What is being asked — Find each line of the entries with the string "struct", please, and copy it.

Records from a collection

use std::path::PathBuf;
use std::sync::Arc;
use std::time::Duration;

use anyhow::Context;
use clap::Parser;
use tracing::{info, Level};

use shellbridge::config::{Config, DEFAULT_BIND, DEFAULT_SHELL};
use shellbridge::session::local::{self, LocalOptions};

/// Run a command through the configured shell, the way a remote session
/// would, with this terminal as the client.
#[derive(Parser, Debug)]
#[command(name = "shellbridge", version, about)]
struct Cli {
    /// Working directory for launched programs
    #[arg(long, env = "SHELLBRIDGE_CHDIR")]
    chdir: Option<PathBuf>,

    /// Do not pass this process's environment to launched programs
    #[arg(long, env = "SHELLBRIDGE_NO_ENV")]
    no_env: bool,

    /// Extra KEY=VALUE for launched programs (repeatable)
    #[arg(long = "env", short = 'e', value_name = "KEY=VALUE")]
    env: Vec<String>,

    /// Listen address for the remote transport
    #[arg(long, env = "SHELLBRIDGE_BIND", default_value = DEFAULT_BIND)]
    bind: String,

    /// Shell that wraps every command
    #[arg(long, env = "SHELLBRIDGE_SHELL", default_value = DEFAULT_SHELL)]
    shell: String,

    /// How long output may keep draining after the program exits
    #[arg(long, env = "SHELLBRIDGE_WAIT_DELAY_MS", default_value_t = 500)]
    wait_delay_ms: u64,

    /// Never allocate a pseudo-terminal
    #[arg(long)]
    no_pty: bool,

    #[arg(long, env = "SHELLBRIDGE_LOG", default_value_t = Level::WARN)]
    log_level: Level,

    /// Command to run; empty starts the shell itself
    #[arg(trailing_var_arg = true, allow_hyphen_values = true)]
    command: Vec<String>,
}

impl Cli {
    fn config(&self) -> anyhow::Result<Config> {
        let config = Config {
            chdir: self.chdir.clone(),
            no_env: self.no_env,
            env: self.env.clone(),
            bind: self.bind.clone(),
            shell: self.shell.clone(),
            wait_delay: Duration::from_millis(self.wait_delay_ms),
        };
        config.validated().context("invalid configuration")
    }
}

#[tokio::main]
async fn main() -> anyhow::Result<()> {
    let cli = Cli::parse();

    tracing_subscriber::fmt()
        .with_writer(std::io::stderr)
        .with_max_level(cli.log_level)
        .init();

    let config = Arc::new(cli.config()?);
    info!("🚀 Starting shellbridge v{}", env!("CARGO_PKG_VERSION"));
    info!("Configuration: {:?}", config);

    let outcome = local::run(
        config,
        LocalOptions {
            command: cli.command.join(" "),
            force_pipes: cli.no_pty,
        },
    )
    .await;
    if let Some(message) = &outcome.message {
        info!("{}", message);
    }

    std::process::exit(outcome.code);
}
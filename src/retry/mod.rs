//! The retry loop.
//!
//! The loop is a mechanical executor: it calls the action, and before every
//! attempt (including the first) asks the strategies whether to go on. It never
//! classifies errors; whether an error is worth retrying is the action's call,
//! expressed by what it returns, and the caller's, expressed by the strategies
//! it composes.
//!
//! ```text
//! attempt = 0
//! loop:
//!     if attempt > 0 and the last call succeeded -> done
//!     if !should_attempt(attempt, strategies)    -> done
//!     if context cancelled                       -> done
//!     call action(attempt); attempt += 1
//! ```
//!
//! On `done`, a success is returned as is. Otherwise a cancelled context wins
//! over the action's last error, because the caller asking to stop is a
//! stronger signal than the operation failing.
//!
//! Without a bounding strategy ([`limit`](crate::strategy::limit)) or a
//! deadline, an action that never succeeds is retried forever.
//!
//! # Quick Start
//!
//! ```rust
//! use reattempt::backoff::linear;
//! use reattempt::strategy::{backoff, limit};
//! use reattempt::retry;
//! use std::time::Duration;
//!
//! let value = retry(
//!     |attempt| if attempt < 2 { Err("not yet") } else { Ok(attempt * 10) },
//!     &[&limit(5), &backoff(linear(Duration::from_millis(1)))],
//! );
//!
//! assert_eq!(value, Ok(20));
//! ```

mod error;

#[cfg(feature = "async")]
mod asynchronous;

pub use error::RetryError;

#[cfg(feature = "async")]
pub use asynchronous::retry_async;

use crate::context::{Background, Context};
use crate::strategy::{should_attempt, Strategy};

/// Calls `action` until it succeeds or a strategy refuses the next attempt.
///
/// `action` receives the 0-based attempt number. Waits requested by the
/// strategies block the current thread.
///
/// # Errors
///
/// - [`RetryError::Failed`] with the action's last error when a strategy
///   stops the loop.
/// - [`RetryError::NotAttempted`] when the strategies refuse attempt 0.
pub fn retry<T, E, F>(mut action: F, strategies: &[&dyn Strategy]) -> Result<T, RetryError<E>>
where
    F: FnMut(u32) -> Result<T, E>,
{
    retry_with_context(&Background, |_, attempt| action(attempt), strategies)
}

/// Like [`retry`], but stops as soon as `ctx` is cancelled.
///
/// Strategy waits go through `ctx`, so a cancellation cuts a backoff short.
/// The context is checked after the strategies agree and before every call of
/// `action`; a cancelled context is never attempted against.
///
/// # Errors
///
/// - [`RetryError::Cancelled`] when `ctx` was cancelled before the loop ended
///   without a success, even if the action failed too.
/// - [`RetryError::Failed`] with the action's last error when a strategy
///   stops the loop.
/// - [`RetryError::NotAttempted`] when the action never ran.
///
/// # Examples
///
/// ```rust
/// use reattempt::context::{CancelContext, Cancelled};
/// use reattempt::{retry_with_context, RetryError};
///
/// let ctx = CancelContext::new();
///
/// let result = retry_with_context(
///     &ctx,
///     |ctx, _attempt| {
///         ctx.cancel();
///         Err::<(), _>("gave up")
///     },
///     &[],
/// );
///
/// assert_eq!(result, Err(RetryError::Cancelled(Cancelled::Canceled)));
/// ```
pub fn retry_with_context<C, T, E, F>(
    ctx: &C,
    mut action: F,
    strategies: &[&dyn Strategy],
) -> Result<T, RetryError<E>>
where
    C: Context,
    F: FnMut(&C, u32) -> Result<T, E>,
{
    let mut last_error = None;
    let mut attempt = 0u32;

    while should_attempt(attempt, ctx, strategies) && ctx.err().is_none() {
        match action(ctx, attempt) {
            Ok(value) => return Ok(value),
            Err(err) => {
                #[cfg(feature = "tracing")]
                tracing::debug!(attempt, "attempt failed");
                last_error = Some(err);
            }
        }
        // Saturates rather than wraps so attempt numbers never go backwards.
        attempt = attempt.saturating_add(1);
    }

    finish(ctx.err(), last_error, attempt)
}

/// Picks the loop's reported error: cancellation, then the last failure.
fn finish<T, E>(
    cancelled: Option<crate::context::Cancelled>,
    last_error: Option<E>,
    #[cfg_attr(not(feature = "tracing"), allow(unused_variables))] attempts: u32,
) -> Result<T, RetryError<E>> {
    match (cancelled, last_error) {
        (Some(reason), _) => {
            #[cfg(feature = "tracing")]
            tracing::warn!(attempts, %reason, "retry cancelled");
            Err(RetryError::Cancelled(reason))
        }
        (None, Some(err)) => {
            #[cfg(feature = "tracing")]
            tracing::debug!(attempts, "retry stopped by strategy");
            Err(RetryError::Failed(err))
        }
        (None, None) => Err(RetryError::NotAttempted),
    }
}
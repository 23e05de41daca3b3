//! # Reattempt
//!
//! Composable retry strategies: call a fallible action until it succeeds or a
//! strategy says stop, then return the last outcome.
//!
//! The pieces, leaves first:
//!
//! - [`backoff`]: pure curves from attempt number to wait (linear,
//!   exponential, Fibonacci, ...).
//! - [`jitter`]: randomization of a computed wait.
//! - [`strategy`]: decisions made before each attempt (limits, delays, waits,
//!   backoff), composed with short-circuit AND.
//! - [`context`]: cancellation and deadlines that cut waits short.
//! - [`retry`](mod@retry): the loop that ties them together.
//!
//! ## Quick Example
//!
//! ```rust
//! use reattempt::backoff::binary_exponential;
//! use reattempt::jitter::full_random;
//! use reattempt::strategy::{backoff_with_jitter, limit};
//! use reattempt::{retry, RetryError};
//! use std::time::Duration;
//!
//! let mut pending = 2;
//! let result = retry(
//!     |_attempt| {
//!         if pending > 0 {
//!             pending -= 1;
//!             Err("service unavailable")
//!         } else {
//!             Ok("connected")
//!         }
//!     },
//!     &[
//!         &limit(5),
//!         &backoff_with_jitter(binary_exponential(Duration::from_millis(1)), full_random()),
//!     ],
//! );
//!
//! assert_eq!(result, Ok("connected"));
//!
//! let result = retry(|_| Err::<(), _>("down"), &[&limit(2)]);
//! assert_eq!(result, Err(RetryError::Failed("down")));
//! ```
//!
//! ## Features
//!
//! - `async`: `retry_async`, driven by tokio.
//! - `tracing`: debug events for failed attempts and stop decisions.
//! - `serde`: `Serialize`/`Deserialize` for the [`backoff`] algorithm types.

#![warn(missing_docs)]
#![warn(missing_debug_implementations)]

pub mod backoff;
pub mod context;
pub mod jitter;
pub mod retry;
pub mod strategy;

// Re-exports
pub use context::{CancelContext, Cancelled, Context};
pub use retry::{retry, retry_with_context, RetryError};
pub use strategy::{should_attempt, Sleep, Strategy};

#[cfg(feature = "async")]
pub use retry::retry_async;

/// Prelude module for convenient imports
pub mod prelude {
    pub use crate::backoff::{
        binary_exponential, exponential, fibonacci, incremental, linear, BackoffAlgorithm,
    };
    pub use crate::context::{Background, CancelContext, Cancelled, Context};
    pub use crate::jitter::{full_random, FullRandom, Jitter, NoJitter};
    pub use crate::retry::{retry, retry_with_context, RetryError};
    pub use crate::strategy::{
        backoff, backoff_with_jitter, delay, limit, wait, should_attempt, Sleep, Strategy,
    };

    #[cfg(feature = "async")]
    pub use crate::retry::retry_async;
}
...
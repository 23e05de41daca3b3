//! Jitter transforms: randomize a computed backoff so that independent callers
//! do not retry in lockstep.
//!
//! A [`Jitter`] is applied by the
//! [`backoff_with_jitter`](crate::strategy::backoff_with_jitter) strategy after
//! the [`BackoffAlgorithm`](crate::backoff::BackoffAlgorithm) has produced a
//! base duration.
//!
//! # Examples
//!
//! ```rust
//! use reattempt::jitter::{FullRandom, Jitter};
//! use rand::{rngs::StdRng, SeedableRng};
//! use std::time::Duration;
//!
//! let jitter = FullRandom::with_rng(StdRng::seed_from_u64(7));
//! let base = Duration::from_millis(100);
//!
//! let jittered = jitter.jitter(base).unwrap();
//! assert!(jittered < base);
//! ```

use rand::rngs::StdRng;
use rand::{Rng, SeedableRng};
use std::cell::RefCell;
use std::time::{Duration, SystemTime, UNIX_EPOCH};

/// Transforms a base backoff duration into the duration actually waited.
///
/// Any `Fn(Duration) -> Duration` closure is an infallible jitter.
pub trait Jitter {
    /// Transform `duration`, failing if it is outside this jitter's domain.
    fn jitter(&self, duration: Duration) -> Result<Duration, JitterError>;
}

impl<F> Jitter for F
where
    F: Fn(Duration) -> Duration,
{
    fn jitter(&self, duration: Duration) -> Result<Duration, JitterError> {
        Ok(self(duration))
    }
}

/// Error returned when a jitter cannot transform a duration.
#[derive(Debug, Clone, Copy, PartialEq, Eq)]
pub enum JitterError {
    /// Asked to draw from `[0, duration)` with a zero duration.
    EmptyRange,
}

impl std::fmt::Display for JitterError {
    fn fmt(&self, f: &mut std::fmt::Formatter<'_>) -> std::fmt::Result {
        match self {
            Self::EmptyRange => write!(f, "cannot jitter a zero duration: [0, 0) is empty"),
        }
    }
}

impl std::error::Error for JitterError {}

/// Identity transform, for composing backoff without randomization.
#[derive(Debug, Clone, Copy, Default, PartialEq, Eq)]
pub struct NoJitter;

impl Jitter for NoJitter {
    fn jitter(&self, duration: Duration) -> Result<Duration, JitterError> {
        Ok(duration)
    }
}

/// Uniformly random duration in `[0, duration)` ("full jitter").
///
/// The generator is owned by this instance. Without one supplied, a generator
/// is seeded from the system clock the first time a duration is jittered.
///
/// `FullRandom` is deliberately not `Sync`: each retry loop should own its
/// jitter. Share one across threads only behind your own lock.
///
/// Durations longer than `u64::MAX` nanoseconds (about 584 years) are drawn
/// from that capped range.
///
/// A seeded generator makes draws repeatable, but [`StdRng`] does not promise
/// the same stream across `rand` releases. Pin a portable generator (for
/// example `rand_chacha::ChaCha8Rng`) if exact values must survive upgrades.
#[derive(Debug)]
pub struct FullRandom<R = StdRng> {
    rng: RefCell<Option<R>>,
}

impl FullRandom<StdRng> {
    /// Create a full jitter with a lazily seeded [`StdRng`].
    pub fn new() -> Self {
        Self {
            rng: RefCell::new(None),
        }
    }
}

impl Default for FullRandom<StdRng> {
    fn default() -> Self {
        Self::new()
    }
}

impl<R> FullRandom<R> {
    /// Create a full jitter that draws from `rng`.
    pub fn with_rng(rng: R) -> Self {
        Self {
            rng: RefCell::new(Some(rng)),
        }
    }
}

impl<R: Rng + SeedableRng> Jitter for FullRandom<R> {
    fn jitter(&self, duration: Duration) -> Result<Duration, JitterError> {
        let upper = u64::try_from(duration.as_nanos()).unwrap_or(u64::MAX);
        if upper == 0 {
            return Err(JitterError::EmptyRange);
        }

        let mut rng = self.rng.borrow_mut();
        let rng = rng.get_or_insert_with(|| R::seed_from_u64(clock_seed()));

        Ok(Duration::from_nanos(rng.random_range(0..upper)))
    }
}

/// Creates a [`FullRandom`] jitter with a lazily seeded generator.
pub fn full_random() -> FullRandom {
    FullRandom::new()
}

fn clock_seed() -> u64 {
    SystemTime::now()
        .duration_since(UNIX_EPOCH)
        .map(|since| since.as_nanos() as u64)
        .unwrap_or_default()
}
==
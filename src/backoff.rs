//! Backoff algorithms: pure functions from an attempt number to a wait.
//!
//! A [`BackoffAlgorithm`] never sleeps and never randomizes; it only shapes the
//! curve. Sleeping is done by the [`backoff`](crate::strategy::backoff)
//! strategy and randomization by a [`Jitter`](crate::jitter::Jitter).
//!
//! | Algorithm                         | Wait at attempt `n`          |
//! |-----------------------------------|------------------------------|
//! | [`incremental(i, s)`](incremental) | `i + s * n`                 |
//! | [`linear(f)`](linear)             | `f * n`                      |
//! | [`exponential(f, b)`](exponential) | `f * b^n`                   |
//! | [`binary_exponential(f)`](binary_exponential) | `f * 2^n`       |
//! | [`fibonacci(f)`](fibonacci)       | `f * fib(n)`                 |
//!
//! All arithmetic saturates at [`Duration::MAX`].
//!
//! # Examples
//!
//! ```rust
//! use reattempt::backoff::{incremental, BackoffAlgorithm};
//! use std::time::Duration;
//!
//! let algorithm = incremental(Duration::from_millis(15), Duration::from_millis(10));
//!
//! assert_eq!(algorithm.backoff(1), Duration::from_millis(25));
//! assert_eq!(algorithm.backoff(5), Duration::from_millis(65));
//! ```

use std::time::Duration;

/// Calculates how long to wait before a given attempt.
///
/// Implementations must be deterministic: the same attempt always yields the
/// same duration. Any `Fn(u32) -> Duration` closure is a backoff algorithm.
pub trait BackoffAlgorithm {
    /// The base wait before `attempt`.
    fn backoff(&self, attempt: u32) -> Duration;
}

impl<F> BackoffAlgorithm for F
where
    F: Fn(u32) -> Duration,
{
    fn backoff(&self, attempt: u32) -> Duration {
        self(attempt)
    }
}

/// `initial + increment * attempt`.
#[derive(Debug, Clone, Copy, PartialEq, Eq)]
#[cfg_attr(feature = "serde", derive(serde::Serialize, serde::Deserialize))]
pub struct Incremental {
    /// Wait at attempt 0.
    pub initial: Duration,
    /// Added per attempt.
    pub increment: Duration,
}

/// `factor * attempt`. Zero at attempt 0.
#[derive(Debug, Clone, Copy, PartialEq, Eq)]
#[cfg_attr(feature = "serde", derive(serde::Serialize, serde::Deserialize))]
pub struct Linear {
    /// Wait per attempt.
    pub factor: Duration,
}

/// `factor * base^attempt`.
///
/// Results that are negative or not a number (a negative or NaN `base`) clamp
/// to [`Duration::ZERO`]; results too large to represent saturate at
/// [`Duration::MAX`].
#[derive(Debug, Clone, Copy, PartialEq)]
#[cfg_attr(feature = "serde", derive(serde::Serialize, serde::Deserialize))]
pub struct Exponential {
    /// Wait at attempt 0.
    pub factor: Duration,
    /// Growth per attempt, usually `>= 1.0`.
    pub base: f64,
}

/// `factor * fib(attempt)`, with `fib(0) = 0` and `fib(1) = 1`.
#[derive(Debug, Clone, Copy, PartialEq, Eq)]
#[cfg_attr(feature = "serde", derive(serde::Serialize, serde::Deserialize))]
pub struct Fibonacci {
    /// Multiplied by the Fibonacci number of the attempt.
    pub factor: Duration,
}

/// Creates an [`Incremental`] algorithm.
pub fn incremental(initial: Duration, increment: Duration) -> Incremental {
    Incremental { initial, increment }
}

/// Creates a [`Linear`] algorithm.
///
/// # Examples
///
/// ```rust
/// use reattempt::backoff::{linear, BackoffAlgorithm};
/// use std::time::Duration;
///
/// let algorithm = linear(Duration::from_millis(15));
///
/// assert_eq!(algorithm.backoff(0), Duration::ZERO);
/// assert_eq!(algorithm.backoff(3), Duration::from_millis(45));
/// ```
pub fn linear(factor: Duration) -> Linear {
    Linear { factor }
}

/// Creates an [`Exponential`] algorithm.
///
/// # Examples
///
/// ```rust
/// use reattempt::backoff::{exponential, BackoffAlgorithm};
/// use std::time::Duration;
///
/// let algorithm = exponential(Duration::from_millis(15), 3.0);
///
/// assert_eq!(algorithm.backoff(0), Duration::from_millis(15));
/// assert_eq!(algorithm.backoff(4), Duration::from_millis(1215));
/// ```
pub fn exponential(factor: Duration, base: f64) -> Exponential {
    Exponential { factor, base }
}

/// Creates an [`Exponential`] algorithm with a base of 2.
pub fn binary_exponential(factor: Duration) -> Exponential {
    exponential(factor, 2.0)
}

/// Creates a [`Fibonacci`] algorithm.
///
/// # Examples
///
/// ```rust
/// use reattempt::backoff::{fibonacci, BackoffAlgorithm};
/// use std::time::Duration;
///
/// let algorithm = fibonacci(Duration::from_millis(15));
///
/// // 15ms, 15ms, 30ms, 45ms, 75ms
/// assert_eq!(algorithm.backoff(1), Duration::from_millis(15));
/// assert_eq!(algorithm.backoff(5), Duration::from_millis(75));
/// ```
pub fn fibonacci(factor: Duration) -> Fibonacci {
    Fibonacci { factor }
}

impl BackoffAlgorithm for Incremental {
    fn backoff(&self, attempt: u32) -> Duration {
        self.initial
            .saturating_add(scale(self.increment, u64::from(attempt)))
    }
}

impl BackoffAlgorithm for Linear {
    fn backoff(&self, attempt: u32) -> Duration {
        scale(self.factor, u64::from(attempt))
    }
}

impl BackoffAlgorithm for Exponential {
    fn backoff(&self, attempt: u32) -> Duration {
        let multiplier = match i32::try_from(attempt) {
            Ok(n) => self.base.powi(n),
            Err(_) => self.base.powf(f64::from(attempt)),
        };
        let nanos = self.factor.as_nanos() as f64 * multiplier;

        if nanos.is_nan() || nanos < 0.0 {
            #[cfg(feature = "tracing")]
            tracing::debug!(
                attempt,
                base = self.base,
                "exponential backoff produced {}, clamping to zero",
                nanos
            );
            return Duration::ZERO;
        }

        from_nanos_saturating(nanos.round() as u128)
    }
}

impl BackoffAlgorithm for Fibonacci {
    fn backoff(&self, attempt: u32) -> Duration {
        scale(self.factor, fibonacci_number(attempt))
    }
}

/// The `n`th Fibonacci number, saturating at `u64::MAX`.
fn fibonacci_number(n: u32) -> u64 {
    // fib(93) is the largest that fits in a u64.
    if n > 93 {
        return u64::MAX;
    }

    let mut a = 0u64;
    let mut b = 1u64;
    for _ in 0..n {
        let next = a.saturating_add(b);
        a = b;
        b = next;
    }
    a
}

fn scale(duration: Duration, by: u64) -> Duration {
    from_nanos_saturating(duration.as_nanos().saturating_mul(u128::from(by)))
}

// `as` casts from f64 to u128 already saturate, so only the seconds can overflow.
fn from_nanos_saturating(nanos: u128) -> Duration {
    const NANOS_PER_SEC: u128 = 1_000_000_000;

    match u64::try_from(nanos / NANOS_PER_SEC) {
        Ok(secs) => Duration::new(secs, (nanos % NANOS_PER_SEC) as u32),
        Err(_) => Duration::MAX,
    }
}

Output —
struct Cli {
pub struct NoJitter;
pub struct FullRandom<R = StdRng> {
pub struct Incremental {
pub struct Linear {
pub struct Exponential {
pub struct Fibonacci {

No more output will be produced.